Anti Bacterial Soaps don't work....
SILVER SPRING, Maryland (Reuters) - Antibacterial soaps and disposable wipes have not been proven any more effective than regular soap in preventing infections among average consumers, U.S. health experts said on Thursday.
But if plain soap and water are not readily available, alcohol-based hand sanitizers are a "useful" alternative, the advisory panel said in a unanimous vote.
Panel chairman Dr. Alistair Wood, assistant vice chancellor at Vanderbilt University's School of Medicine, said using plain soap and water was shown to be "pretty effective."
"There was no data I saw that showed antiseptic hand washing is any better," he said.
Consumer products that include bacteria-fighting ingredients should be required to have scientific data proving they prevent infections, the advisory panel also said.

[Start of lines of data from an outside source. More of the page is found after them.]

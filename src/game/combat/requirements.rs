// Requirement gate for starting a power
//
// Gates run in a fixed order and stop at the first failure: mana, weapon
// category (physical, mental, offense), line of sight, target emptiness.
// Map queries are never made for a power that already failed a cheaper gate.

use glam::IVec2;

use crate::game::characters::StatBlock;
use crate::game::powers::PowerDef;
use crate::game::world::MapCollaborator;

/// The first requirement a power failed
#[derive(Debug, Clone, Copy, PartialEq, Eq, thiserror::Error)]
pub enum GateFailure {
    #[error("not enough mana")]
    Mana,
    #[error("requires a physical weapon")]
    PhysicalWeapon,
    #[error("requires a mental weapon")]
    MentalWeapon,
    #[error("requires an offense weapon")]
    OffenseWeapon,
    #[error("target not in line of sight")]
    LineOfSight,
    #[error("target is occupied")]
    TargetOccupied,
}

/// Check whether `caster` may use `power` on `target` right now
pub fn check_requirements(
    power: &PowerDef,
    caster: &StatBlock,
    map: &dyn MapCollaborator,
    target: IVec2,
) -> Result<(), GateFailure> {
    if power.requires_mp > caster.mp {
        return Err(GateFailure::Mana);
    }
    if power.requires_physical_weapon && !caster.wielding_physical {
        return Err(GateFailure::PhysicalWeapon);
    }
    if power.requires_mental_weapon && !caster.wielding_mental {
        return Err(GateFailure::MentalWeapon);
    }
    if power.requires_offense_weapon && !caster.wielding_offense {
        return Err(GateFailure::OffenseWeapon);
    }
    if power.requires_los && !map.line_of_sight(caster.pos, target) {
        return Err(GateFailure::LineOfSight);
    }
    if power.requires_empty_target && !map.is_empty(target) {
        return Err(GateFailure::TargetOccupied);
    }
    Ok(())
}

The U.S. Food and Drug Administration, which has been grappling with the issue for more than 30 years, asked the panelists to weigh the risks of such products for consumers amid concerns they may help create drug-resistant bacteria.
The agency has yet to make a final decision on how to regulate such products, which face many issues similar to antibiotic drugs, but are available over-the-counter.
"We're reexamining the risks to consumers," said FDA microbiologist Colleen Rogers.
FDA officials, who usually follow their experts' advice, could take a variety of actions, from changing product labels to restricting marketing claims.
At issue are antibacterial products that include chemicals such as triclosan, which targets a certain enzyme that bacteria need to live and may linger in the environment. Bacteria can mutate to adapt to such chemicals, scientists say.
Soaps with such bacterial-killing agents, such as Procter & Gamble Co.'s Safeguard and Henkel's Dial have been used for years and are now common households products.
Doctors and other experts are concerned that excessive use of the products, like overuse of antibiotic drugs, will create bacteria-resistant "superbugs."
"Bacteria are not going to be destroyed. They've been here, they've seen dinosaurs come and go... so any attempt to sterilize our home is fraught with failure," said Dr. Stuart Levy, a non-voting panelist and microbiologist at Tufts University in Boston.
Signs of drug-resistant bacteria in hospitals show the bugs are already adapting, he added.
FDA scientists and other experts said studies showed clear benefits from hand washing with plain soap, but data on antibacterial soap was limited.
"There is a lack of evidence that antiseptic soaps provide a benefit beyond plain soap in (the) community setting," said University of Michigan epidemiologist Allison Aiello.
Alcohol-based hand sanitizers caused less concern.
While one expert said data did not show they were better than plain soap, others said they do prevent the spread of germs without leaving a residue that can trigger resistance.
Industry groups defended their antibacterial products as safe and necessary to protect consumers.
"The importance of controlling bacteria in the home is no different than in the professional setting," said Elizabeth Anderson, a lawyer for the Cosmetic, Toiletry and Fragrance Association. "We believe consumers should be assured that the products they are using are the most effective available."
The FDA has been sorting through the issue since 1972. Six years later it asked for more data on triclosan and again in 1994.